电工硅钢板材剪切加工的边缘损伤和过大毛刺会使其磁性能下降铁芯损耗增大，针对电工硅钢晶粒直径达到数十微米乃至数毫米的独特多晶体晶粒结构，提出准零侧隙组刀精密剪切加工新工艺，通过优化刀具刃型和组刀侧隙、提高刃口锋锐度、利用复合涂层改善刀具耐磨性等手段控制剪切塑性变形与韧性断裂裂纹扩展有序化，降减剪切边缘损伤和毛刺，达到减少磁性能损失降低铁芯损耗提高能源效率目的。采用加工实验、剪切力检测、微观过程观察、分断面特征分析等方法研究加工参数对电工硅钢板材剪切加工中表面无机绝缘层碎断、材料弹塑性变形、韧性断裂、毛刺形成、剪切边缘损伤的影响，探讨加工效果与加工过程特征参量的关系。应用DEFORM有限元软件建立双刃剪切作用模型，研究剪切过程中材料应力应变状态、多晶体晶粒穿晶剪切滑移及微裂纹萌生和扩展路径，优化分断面塑性剪切与韧性断裂比例，获得降减剪切边缘损伤和毛刺的电工硅钢板材精密剪切加工理论、方法和技术。

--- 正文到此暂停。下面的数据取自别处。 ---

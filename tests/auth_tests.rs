mod common;

use actix_web::{http::StatusCode, test};
use pretty_assertions::assert_eq;
use serial_test::serial;

use common::{auth_header, TestApp};
use hrms_api::database::models::{AuthResponse, UserInfo, UserRole};
use hrms_api::handlers::shared::ApiResponse;

#[actix_rt::test]
#[serial]
async fn register_login_me_round_trip() {
    let Some(test_app) = TestApp::new().await else { return };
    let app = test::init_service(test_app.create_app()).await;

    let req = test::TestRequest::post()
        .uri("/api/v1/auth/register")
        .set_json(serde_json::json!({
            "name": "Priya Nair",
            "email": "priya.nair@example.com",
            "password": "a-strong-password",
            "role": "hr_admin"
        }))
        .to_request();
    let resp = test::call_service(&app, req).await;
    assert_eq!(resp.status(), StatusCode::CREATED);

    let body: ApiResponse<AuthResponse> = test::read_body_json(resp).await;
    let registered = body.data.unwrap();
    assert_eq!(registered.user.role, UserRole::HrAdmin);

    let req = test::TestRequest::post()
        .uri("/api/v1/auth/login")
        .set_json(serde_json::json!({
            "email": "priya.nair@example.com",
            "password": "a-strong-password"
        }))
        .to_request();
    let resp = test::call_service(&app, req).await;
    assert_eq!(resp.status(), StatusCode::OK);

    let body: ApiResponse<AuthResponse> = test::read_body_json(resp).await;
    let logged_in = body.data.unwrap();

    let req = test::TestRequest::get()
        .uri("/api/v1/auth/me")
        .insert_header(auth_header(&logged_in.token))
        .to_request();
    let resp = test::call_service(&app, req).await;
    assert_eq!(resp.status(), StatusCode::OK);

    let body: ApiResponse<UserInfo> = test::read_body_json(resp).await;
    assert_eq!(body.data.unwrap().email, "priya.nair@example.com");
}

#[actix_rt::test]
#[serial]
async fn login_with_wrong_password_is_unauthorized() {
    let Some(test_app) = TestApp::new().await else { return };
    let app = test::init_service(test_app.create_app()).await;

    let (user, _) = test_app.seed_user(UserRole::Employee, None).await;

    let req = test::TestRequest::post()
        .uri("/api/v1/auth/login")
        .set_json(serde_json::json!({
            "email": user.email,
            "password": "not-the-password"
        }))
        .to_request();
    let resp = test::call_service(&app, req).await;

    assert_eq!(resp.status(), StatusCode::UNAUTHORIZED);
}

#[actix_rt::test]
#[serial]
async fn register_rejects_duplicate_email_and_bad_shape() {
    let Some(test_app) = TestApp::new().await else { return };
    let app = test::init_service(test_app.create_app()).await;

    let (user, _) = test_app.seed_user(UserRole::Employee, None).await;

    let req = test::TestRequest::post()
        .uri("/api/v1/auth/register")
        .set_json(serde_json::json!({
            "name": "Duplicate",
            "email": user.email,
            "password": "whatever"
        }))
        .to_request();
    let resp = test::call_service(&app, req).await;
    assert_eq!(resp.status(), StatusCode::BAD_REQUEST);

    let req = test::TestRequest::post()
        .uri("/api/v1/auth/register")
        .set_json(serde_json::json!({
            "name": "Shapeless",
            "email": "not-an-email",
            "password": "whatever"
        }))
        .to_request();
    let resp = test::call_service(&app, req).await;
    assert_eq!(resp.status(), StatusCode::BAD_REQUEST);
}

#[actix_rt::test]
#[serial]
async fn hr_admin_can_link_a_user_to_an_employee() {
    let Some(test_app) = TestApp::new().await else { return };
    let app = test::init_service(test_app.create_app()).await;

    let (_, admin_token) = test_app.seed_user(UserRole::HrAdmin, None).await;
    let (user, _) = test_app.seed_user(UserRole::Employee, None).await;
    let employee = test_app.seed_employee(None).await;

    let req = test::TestRequest::put()
        .uri(&format!("/api/v1/auth/users/{}", user.id))
        .insert_header(auth_header(&admin_token))
        .set_json(serde_json::json!({ "employeeId": employee.id }))
        .to_request();
    let resp = test::call_service(&app, req).await;
    assert_eq!(resp.status(), StatusCode::OK);

    let body: ApiResponse<UserInfo> = test::read_body_json(resp).await;
    assert_eq!(body.data.unwrap().employee_id, Some(employee.id));
}

#[actix_rt::test]
#[serial]
async fn user_listing_is_gated_to_elevated_roles() {
    let Some(test_app) = TestApp::new().await else { return };
    let app = test::init_service(test_app.create_app()).await;

    let (_, employee_token) = test_app.seed_user(UserRole::Employee, None).await;

    let req = test::TestRequest::get()
        .uri("/api/v1/auth/users")
        .insert_header(auth_header(&employee_token))
        .to_request();
    let resp = test::call_service(&app, req).await;

    assert_eq!(resp.status(), StatusCode::FORBIDDEN);
}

电工硅钢是电力、电讯和军事工业不可缺少的重要软磁合金和功能材料，其剪切成型加工质量会直接影响磁性能和铁芯损耗。项目通过研究新剪切工艺、控制剪切变形过程应力应变状态、实现裂纹扩展有序化，优化剪切工艺参数、设计刀具几何刃型并优化制造工艺提高刃口锋锐度、利用复合涂层改善耐磨性等手段，降减电工硅钢的剪切边缘损伤和毛刺，达到保持磁性能、减少铁芯损耗、提高能源效率的目的。搭建了电工硅钢精密剪切的实时测力平台，系统实验研究了不同材质、板厚及工艺参数的剪切力特性，探索了剪切断面特征与剪切力的关系，提出了电工硅钢板材剪切力理论计算修正公式。针对电工硅钢粗大晶粒和各向异性的独特材料特征，采用有限元分析方法基于晶体塑性学研究了考虑晶粒变形的电工硅钢剪切过程中的材料变形和断裂过程及各变形阶段的应力应变状态及分布。实验研究了不同应力状态的板材变形和断裂状态，考察了剪切过程中晶粒尺寸效应、工艺参数对剪切断面质量、组织流动、多晶体晶粒变化、材料加工硬化、剪切力等的影响规律及其作用机理，揭示了电工硅钢板材“弹性变形—塑性剪切滑移—韧性断裂分离”的连续变形过程及其微观机理，探究了剪切边缘损伤和毛刺形成机理及其控制机制。采用横剪骤停方法研究了不同剪切阶段的电工硅钢表面无机绝缘层的碎断形态、破损过程，深入研究了剪切边缘区域的剪切变形和加工硬化等对电工硅钢磁性能的影响，系统研究了剪切工艺参数对无机绝缘层破损、板材磁性能的影响规律，基于系统的工艺实验研究优化了剪切加工工艺参数，实现了降减剪切边缘损伤、毛刺和磁性能损伤的电工硅钢板材精密剪切加工。系统跟踪研究了剪切刀具的磨损过程、形态及磨损机理，探讨了刀具磨损对变形过程、剪切力、断面质量及剪切边缘损伤的影响规律，在此基础上制备了AlTiN涂层刀具，系统研究了涂层刀具的力学性能、剪切质量及使用寿命，实验证明涂层刀具能够显著提高耐磨性，大幅提高刀具使用寿命，并降减了电工硅钢板材的剪切边缘损伤和毛刺，为剪切刀具研发提供了有益参考。项目研究成果有效支撑了高性能电磁铁芯制造、绿色节能变压器等电力设备的发展。